Lecture du lundi 25 mai 2020
REPUBLIQUE FRANCAISE

AU NOM DU PEUPLE FRANCAIS



Vu la procédure suivante :

Mme B... A..., à l'appui de la demande qu'elle a formée devant le tribunal administratif de Montpellier tendant à l'annulation du premier tour des élections municipales qui s'est déroulé le 15 mars 2020 à Juvignac (Hérault), a présenté, en application de l'article 23-1 de l'ordonnance n° 58-1067 du 7 novembre 1958, un mémoire, enregistré le 17 avril 2020 au greffe de ce tribunal, par lequel elle a soulevé une question prioritaire de constitutionnalité.

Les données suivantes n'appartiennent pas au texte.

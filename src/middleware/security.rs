// SPDX-License-Identifier: MIT
// Copyright 2026 The study-tracker authors

//! Response hardening for the JSON API.

use crate::AppState;
use axum::{
    extract::{Request, State},
    http::{header, HeaderValue},
    middleware::Next,
    response::Response,
};
use std::sync::Arc;

/// Add security headers to every response.
///
/// Study records are per-user, so nothing is cacheable. HSTS is only sent
/// when the deployment is served over HTTPS.
pub async fn add_security_headers(
    State(state): State<Arc<AppState>>,
    req: Request,
    next: Next,
) -> Response {
    let mut response = next.run(req).await;
    let headers = response.headers_mut();

    headers.insert(
        header::X_CONTENT_TYPE_OPTIONS,
        HeaderValue::from_static("nosniff"),
    );
    headers.insert(header::X_FRAME_OPTIONS, HeaderValue::from_static("DENY"));
    headers.insert(
        header::CONTENT_SECURITY_POLICY,
        HeaderValue::from_static("default-src 'none'; frame-ancestors 'none'"),
    );
    headers.insert(header::REFERRER_POLICY, HeaderValue::from_static("no-referrer"));
    headers.insert(header::CACHE_CONTROL, HeaderValue::from_static("no-store"));

    if state.config.frontend_url.starts_with("https://") {
        headers.insert(
            header::STRICT_TRANSPORT_SECURITY,
            HeaderValue::from_static("max-age=31536000; includeSubDomains"),
        );
    }

    response
}

#[cfg(test)]
mod tests {
    use super::*;
    use crate::config::Config;
    use crate::db::MemoryStore;
    use axum::body::Body;
    use axum::{routing::get, Router};
    use tower::ServiceExt;

    fn app(frontend_url: &str) -> Router {
        let mut config = Config::test_default();
        config.frontend_url = frontend_url.to_string();
        let state = Arc::new(AppState::new(config, Arc::new(MemoryStore::new())));

        Router::new()
            .route("/", get(|| async { "{}" }))
            .layer(axum::middleware::from_fn_with_state(
                state,
                add_security_headers,
            ))
    }

    async fn headers_for(frontend_url: &str) -> axum::http::HeaderMap {
        app(frontend_url)
            .oneshot(Request::builder().uri("/").body(Body::empty()).unwrap())
            .await
            .unwrap()
            .headers()
            .clone()
    }

    #[tokio::test]
    async fn test_security_headers() {
        let headers = headers_for("http://localhost:5173").await;

        assert_eq!(headers.get(header::X_CONTENT_TYPE_OPTIONS).unwrap(), "nosniff");
        assert_eq!(headers.get(header::X_FRAME_OPTIONS).unwrap(), "DENY");
        assert_eq!(headers.get(header::CACHE_CONTROL).unwrap(), "no-store");
        assert!(headers.get(header::STRICT_TRANSPORT_SECURITY).is_none());
    }

    #[tokio::test]
    async fn test_hsts_only_over_https() {
        let headers = headers_for("https://study.example.com").await;

        assert_eq!(
            headers.get(header::STRICT_TRANSPORT_SECURITY).unwrap(),
            "max-age=31536000; includeSubDomains"
        );
    }
}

Par une ordonnance n° 2001425 QPC du 29 avril 2020, enregistrée le 30 avril 2020 au secrétariat du contentieux du Conseil d'Etat, la présidente du tribunal administratif de Montpellier a décidé, par application des dispositions de l'article 23-2 de l'ordonnance n° 58-1067 du 7 novembre 1958, de transmettre au Conseil d'Etat la question prioritaire de constitutionnalité ainsi soulevée, portant sur la conformité aux droits et libertés garantis par la Constitution des dispositions de l'article L. 262 du code électoral.



Vu les autres pièces du dossier ;

Vu :
- la Constitution, notamment son Préambule et son article 61 -1 ;
- l'ordonnance n° 58-1067 du 7 novembre 1958 ;
- le code électoral ;
- la loi n° 2020-290 du 23 mars 2020 ;
- les décisions du Conseil constitutionnel n° 82-146 DC du 18 novembre 1982 et n° 2013-667 DC du 16 mai 2013 ;
- le code de justice administrative et l'ordonnance n° 2020-305 du 25 mars 2020 ;


Après avoir entendu en séance publique :

- le rapport de M. Fabio Gennari, auditeur,

- les conclusions de M. Guillaume Odinet, rapporteur public ;




Considérant ce qui suit :

1. Il résulte des dispositions de l'article 23-4 de l'ordonnance du 7 novembre 1958 portant loi organique sur le Conseil constitutionnel que, lorsqu'une juridiction relevant du Conseil d'Etat a transmis à ce dernier, en application de l'article 23-2 de cette même ordonnance, la question de la conformité à la Constitution d'une disposition législative, le Conseil constitutionnel est saisi de cette question de constitutionnalité à la triple condition que la disposition contestée soit applicable au litige ou à la procédure, qu'elle n'ait pas déjà été déclarée conforme à la Constitution dans les motifs et le dispositif d'une décision du Conseil constitutionnel, sauf changement des circonstances, et que la question soit nouvelle ou présente un caractère sérieux.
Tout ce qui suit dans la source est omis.